2. Christ as inaugurator of the kainē ktisis (eschatological-soteriological). Paul redeploys ktisis for the new-creation reality inaugurated in Christ:
- 2 Corinthians 5:17, ei tis en Christō, kainē ktisis, "if anyone is in Christ, [there is a] new creation; the old things have passed away, behold, new things have come"
- Galatians 6:15, kainē ktisis is what counts; circumcision and uncircumcision are nothing
- Romans 8:19-22, hē ktisis (the whole created order) groans together with us, awaiting the apokalypsis tōn huiōn tou theou and the apolytrōsis tou sōmatos
The eschatological ktisis is both the corporate "new humanity in Christ" (already realized) and the cosmic restoration of the creation itself (still groaning, awaiting). The Pauline frame holds both registers in tension: kainē ktisis is anthropological now (regeneration), cosmological not-yet (the awaited bodily resurrection and renewed cosmos).
3. Christ as archē tēs ktiseōs (Revelation 3:14).

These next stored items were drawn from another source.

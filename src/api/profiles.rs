//! Profile API endpoints.

use axum::{
    extract::{Path, Query, State},
    Json,
};

use super::{error, success, written, ApiResult};
use crate::errors::AppError;
use crate::models::{
    CreateProfileRequest, NewProfile, Profile, ProfileFilter, UpdateProfileRequest,
};
use crate::AppState;

/// GET /api/profiles - List profiles, optionally filtered.
pub async fn list_profiles(
    State(state): State<AppState>,
    Query(filter): Query<ProfileFilter>,
) -> ApiResult<Vec<Profile>> {
    let revision_id = state.repo.get_revision_id().await.unwrap_or(0);

    match state.repo.list_profiles(&filter).await {
        Ok(profiles) => success(profiles, revision_id),
        Err(e) => error(e, revision_id),
    }
}

/// GET /api/profiles/{id} - Get a single profile.
pub async fn get_profile(
    State(state): State<AppState>,
    Path(id): Path<String>,
) -> ApiResult<Profile> {
    let revision_id = state.repo.get_revision_id().await.unwrap_or(0);

    match state.repo.get_profile(&id).await {
        Ok(Some(profile)) => success(profile, revision_id),
        Ok(None) => error(
            AppError::NotFound(format!("Profile {} not found", id)),
            revision_id,
        ),
        Err(e) => error(e, revision_id),
    }
}

/// POST /api/profiles - Create a profile, deriving birth date and gender
/// from the PIN when they are not given.
pub async fn create_profile(
    State(state): State<AppState>,
    Json(request): Json<CreateProfileRequest>,
) -> ApiResult<Profile> {
    let revision_id = state.repo.get_revision_id().await.unwrap_or(0);

    let new_profile = match NewProfile::from_request(&request) {
        Ok(profile) => profile,
        Err(e) => return error(e, revision_id),
    };

    let result = state.repo.create_profile(&new_profile).await;
    if let Ok(profile) = &result {
        reindex(&state, profile).await;
    }
    written(&state, result, revision_id).await
}

/// PUT /api/profiles/{id} - Update a profile.
pub async fn update_profile(
    State(state): State<AppState>,
    Path(id): Path<String>,
    Json(request): Json<UpdateProfileRequest>,
) -> ApiResult<Profile> {
    let revision_id = state.repo.get_revision_id().await.unwrap_or(0);

    let result = state.repo.update_profile(&id, &request).await;
    if let Ok(profile) = &result {
        reindex(&state, profile).await;
    }
    written(&state, result, revision_id).await
}

async fn reindex(state: &AppState, profile: &Profile) {
    if let Err(e) = state.search.index_profile(profile).await {
        tracing::warn!(profile_id = %profile.id, "Failed to index profile: {}", e);
    }
}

Christ's self-identification to Laodicea as hē archē tēs ktiseōs tou theou, "the beginning of the creation of God", has been a contested text. Two readings:
- archē = "first one created" (Arian reading), Christ as the first creature
- archē = "originating principle / source" (orthodox reading), Christ as the source of the creation, paralleling G0746 - arche elsewhere (Col 1:18; John 1:1)

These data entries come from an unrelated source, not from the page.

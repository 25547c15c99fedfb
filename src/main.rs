//! Staff records backend
//!
//! Employee profiles, daily staff arrangements and the phone directory
//! export, served over REST with SQLite persistence and Tantivy search.

mod api;
mod auth;
mod config;
mod db;
mod errors;
mod export;
mod models;
mod pin;
mod search;

use std::sync::Arc;

use axum::{
    middleware,
    routing::{get, post},
    Router,
};
use tower_http::cors::{Any, CorsLayer};
use tower_http::trace::TraceLayer;
use tracing_subscriber::{layer::SubscriberExt, util::SubscriberInitExt, EnvFilter};

use config::Config;
use db::Repository;
use models::ProfileFilter;
use search::SearchIndex;

/// Application state shared across all handlers.
#[derive(Clone)]
pub struct AppState {
    pub repo: Arc<Repository>,
    pub search: Arc<SearchIndex>,
    pub config: Arc<Config>,
}

#[tokio::main]
async fn main() -> Result<(), Box<dyn std::error::Error>> {
    let config = Config::from_env()?;

    let env_filter =
        EnvFilter::try_from_default_env().unwrap_or_else(|_| EnvFilter::new(&config.log_level));

    tracing_subscriber::registry()
        .with(env_filter)
        .with(tracing_subscriber::fmt::layer())
        .init();

    tracing::info!("Starting staff backend");
    tracing::info!("Database path: {:?}", config.db_path);
    tracing::info!("Index path: {:?}", config.index_path);
    tracing::info!("Bind address: {}", config.bind_addr);
    match &config.arrangement_office {
        Some(office) => tracing::info!("Arrangements limited to office {}", office),
        None => tracing::info!("Arrangements cover all offices"),
    }

    if config.api_key.is_none() {
        tracing::warn!("No API key configured (STAFF_API_KEY). Authentication is disabled!");
    }

    let pool = db::init_database(&config.db_path).await?;
    let repo = Arc::new(Repository::new(pool));

    let search = Arc::new(SearchIndex::open(&config.index_path)?);

    tracing::info!("Building search index...");
    let profiles = repo.list_profiles(&ProfileFilter::default()).await?;
    search.rebuild(&profiles).await?;

    let state = AppState {
        repo,
        search,
        config: Arc::new(config.clone()),
    };

    let app = create_router(state);

    let listener = tokio::net::TcpListener::bind(&config.bind_addr).await?;
    tracing::info!("Server listening on {}", config.bind_addr);

    axum::serve(listener, app).await?;

    Ok(())
}

/// Create the application router with all routes.
pub fn create_router(state: AppState) -> Router {
    let cors = CorsLayer::new()
        .allow_origin(Any)
        .allow_methods(Any)
        .allow_headers(Any);

    let api_routes = Router::new()
        .route("/revision", get(api::get_revision))
        // Profiles
        .route("/profiles", get(api::list_profiles).post(api::create_profile))
        .route("/profiles/search", get(api::search_profiles))
        .route(
            "/profiles/{id}",
            get(api::get_profile).put(api::update_profile),
        )
        .route("/pin/{pin}", get(api::check_pin))
        // Organization
        .route(
            "/departments",
            get(api::list_departments).post(api::create_department),
        )
        .route(
            "/departments/{id}",
            get(api::get_department)
                .put(api::update_department)
                .delete(api::delete_department),
        )
        .route(
            "/positions",
            get(api::list_positions).post(api::create_position),
        )
        .route(
            "/positions/{id}",
            get(api::get_position)
                .put(api::update_position)
                .delete(api::delete_position),
        )
        .route("/offices", get(api::list_offices).post(api::create_office))
        .route(
            "/offices/{id}",
            get(api::get_office)
                .put(api::update_office)
                .delete(api::delete_office),
        )
        // Arrangements
        .route("/arrangements", get(api::list_arrangements))
        .route(
            "/arrangements/{id}",
            get(api::get_arrangement).patch(api::update_arrangement_field),
        )
        .route("/arrangements/import-day", post(api::import_day))
        .route("/arrangements/generate-month", post(api::generate_month))
        .route("/arrangements/clear-day", post(api::clear_day))
        .route("/arrangements/delete-day", post(api::delete_day))
        // Directory
        .route("/directory", get(api::get_directory))
        .route("/directory/export", get(api::export_directory))
        .layer(middleware::from_fn_with_state(
            state.clone(),
            auth::require_api_key,
        ));

    // Health check (no auth required)
    let health_routes = Router::new().route("/health", get(health_check));

    Router::new()
        .nest("/api", api_routes)
        .merge(health_routes)
        .layer(cors)
        .layer(TraceLayer::new_for_http())
        .with_state(state)
}

/// Health check endpoint.
async fn health_check() -> &'static str {
    "OK"
}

The Colossians and Johannine parallels favor the second reading: in Col 1:18 archē and prōtotokos are paired without subordinationist sense; in John 1:1 archē names the timeless origin in which the Logos already existed. Archē tēs ktiseōs in Rev 3:14 should be read in the same key, Christ as the source-principle, not the first item, of the ktisis. Cf. G0746 - arche.
Notable verses
Christ and the ktisis
- Colossians 1.15, prōtotokos pasēs ktiseōs, firstborn over (not "of") all creation
- Colossians 1:23, the gospel proclaimed en pasēi ktisei tēi hypo ton ouranon (in all the creation under heaven)
- Mark 16:15, kēryxate to euangelion pasēi tēi ktisei
- Revelation 3:14, hē archē tēs ktiseōs tou theou
- Hebrews 4:13, "no ktisis is hidden from His sight", the creature-Creator distinction maintained
Cosmic / temporal markers
- Mark 10:6; 13:19, ap' archēs ktiseōs / hēn ouk egonen toiautē ap' archēs ktiseōs, "from the beginning of creation"
- Mark 13:19, the eschatological tribulation greater than any "since the beginning of ktisis"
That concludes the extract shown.